- The problem -
What is the number of lines in the data that contain "enumerate"? Nothing besides that number, please.

(Beginning of Records supplied)

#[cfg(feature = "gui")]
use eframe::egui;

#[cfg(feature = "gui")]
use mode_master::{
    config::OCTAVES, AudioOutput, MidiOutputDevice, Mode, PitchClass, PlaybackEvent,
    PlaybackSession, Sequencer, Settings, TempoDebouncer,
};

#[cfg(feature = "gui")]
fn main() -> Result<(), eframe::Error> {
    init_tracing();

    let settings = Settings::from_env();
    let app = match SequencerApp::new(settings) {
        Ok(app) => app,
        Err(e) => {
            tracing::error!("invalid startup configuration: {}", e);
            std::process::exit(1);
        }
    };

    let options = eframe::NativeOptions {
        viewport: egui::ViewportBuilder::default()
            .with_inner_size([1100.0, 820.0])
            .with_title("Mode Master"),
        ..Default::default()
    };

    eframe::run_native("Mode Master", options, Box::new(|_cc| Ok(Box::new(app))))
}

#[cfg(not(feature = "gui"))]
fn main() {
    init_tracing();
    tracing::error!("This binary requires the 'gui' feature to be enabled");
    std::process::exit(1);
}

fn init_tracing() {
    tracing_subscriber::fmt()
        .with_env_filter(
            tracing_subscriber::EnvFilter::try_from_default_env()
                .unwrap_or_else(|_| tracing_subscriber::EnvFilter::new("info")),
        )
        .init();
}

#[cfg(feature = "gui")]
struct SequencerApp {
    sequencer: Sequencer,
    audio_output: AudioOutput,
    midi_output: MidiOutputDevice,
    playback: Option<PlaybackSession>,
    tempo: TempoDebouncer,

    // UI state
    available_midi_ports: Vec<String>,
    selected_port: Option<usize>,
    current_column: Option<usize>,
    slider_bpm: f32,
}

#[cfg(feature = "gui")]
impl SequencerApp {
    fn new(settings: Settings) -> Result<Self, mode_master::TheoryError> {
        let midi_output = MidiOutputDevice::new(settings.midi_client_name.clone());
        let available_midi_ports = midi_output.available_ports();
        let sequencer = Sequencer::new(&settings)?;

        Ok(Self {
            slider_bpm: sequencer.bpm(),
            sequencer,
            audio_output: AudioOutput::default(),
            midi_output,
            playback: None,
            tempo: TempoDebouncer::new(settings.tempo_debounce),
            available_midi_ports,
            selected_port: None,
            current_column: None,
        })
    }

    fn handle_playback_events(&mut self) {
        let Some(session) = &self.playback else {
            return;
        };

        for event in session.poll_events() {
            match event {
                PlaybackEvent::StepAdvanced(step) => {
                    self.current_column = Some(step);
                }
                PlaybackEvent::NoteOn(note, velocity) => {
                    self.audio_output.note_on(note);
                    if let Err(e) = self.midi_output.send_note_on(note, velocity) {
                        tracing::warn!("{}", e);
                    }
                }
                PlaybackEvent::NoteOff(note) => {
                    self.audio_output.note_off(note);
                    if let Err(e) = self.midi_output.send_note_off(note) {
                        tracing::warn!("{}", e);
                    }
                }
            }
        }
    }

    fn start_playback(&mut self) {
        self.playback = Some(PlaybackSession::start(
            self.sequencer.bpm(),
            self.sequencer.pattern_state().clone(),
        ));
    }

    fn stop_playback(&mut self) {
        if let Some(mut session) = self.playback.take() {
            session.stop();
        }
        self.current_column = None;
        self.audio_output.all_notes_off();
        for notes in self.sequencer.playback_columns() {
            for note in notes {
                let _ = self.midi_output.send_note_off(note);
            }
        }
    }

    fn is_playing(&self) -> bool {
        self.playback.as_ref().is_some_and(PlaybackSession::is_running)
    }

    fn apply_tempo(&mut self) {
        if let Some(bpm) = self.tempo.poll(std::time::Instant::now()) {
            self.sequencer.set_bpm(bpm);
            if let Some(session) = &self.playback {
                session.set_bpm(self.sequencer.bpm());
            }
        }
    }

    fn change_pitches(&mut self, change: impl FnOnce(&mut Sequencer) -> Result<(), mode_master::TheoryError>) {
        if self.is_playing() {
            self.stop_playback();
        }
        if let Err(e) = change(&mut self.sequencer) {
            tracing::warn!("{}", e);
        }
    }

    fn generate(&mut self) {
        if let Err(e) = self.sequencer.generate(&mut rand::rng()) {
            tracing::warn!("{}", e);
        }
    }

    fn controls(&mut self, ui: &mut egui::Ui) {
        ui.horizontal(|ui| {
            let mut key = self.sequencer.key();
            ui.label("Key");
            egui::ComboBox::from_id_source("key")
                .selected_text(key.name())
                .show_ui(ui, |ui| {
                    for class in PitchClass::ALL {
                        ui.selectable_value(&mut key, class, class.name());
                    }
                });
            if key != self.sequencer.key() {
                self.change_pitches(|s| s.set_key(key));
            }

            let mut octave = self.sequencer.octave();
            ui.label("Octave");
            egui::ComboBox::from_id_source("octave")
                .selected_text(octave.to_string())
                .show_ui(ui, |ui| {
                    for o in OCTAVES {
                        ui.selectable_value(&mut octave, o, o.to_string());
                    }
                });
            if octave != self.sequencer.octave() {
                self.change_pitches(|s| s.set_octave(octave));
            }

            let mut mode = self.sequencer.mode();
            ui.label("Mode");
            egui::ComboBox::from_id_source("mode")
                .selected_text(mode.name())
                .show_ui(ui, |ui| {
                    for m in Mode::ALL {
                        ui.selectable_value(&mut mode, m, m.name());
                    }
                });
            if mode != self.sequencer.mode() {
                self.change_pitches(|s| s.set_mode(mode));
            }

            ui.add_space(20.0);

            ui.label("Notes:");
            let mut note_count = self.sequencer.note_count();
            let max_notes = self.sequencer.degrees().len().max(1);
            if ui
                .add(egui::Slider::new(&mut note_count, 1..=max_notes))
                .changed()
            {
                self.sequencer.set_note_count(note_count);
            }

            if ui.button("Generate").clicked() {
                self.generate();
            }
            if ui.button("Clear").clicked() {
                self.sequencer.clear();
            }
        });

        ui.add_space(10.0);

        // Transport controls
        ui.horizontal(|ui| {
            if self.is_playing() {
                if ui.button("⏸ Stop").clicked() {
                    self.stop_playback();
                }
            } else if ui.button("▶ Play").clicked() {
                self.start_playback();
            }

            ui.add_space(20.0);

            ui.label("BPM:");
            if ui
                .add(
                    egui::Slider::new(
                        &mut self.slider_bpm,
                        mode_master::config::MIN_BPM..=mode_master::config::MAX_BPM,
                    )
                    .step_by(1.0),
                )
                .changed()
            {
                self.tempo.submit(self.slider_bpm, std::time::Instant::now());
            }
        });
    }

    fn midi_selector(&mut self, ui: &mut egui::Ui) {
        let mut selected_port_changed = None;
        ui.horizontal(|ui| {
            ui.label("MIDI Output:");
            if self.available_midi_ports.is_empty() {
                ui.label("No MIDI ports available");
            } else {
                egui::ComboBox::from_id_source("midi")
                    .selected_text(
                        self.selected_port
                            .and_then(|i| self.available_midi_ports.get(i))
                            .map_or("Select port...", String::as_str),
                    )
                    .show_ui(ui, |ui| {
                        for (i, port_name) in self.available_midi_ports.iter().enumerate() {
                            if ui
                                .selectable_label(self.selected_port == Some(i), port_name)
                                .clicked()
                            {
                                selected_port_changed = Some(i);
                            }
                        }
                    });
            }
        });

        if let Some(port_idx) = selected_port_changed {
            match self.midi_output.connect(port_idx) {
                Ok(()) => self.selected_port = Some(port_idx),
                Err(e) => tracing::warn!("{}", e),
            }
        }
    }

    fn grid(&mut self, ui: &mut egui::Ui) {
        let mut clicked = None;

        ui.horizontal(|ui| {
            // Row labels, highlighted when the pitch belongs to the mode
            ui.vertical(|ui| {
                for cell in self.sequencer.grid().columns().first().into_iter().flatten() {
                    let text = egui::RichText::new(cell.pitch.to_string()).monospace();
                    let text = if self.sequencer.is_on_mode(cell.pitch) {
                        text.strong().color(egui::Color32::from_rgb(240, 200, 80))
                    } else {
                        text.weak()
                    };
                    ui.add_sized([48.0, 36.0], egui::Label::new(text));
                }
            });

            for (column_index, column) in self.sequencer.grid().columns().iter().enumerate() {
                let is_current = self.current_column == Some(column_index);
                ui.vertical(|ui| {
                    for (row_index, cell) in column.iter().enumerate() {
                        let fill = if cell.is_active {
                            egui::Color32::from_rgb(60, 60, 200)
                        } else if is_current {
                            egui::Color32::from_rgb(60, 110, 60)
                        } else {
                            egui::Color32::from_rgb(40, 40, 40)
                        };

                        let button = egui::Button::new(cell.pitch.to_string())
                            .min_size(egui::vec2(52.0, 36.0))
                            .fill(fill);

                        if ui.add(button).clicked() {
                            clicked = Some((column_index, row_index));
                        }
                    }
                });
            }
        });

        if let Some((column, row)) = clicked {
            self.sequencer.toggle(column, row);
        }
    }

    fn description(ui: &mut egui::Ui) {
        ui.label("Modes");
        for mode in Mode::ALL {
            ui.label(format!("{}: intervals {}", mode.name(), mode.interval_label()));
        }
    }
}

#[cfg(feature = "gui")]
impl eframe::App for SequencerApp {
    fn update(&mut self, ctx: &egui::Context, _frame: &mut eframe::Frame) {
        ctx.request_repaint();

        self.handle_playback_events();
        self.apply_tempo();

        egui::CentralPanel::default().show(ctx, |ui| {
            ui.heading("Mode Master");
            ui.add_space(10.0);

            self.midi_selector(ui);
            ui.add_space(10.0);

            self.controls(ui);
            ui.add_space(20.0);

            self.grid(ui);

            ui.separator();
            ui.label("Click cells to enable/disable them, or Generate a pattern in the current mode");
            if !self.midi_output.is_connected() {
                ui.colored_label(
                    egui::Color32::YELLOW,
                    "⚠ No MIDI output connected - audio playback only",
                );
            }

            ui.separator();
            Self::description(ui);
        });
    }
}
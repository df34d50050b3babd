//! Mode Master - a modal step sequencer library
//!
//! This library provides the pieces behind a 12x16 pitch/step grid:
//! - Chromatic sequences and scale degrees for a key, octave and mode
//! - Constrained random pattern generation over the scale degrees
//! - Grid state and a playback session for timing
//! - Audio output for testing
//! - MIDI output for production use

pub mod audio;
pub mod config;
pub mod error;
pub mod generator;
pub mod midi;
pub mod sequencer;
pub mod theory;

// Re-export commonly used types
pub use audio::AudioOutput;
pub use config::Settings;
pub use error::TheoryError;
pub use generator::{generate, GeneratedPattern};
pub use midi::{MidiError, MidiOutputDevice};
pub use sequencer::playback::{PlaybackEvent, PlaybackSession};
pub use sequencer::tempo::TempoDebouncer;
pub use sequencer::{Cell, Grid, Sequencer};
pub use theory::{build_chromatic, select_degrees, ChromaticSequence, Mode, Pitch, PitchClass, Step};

(End of Records supplied)

- Worked solution -
3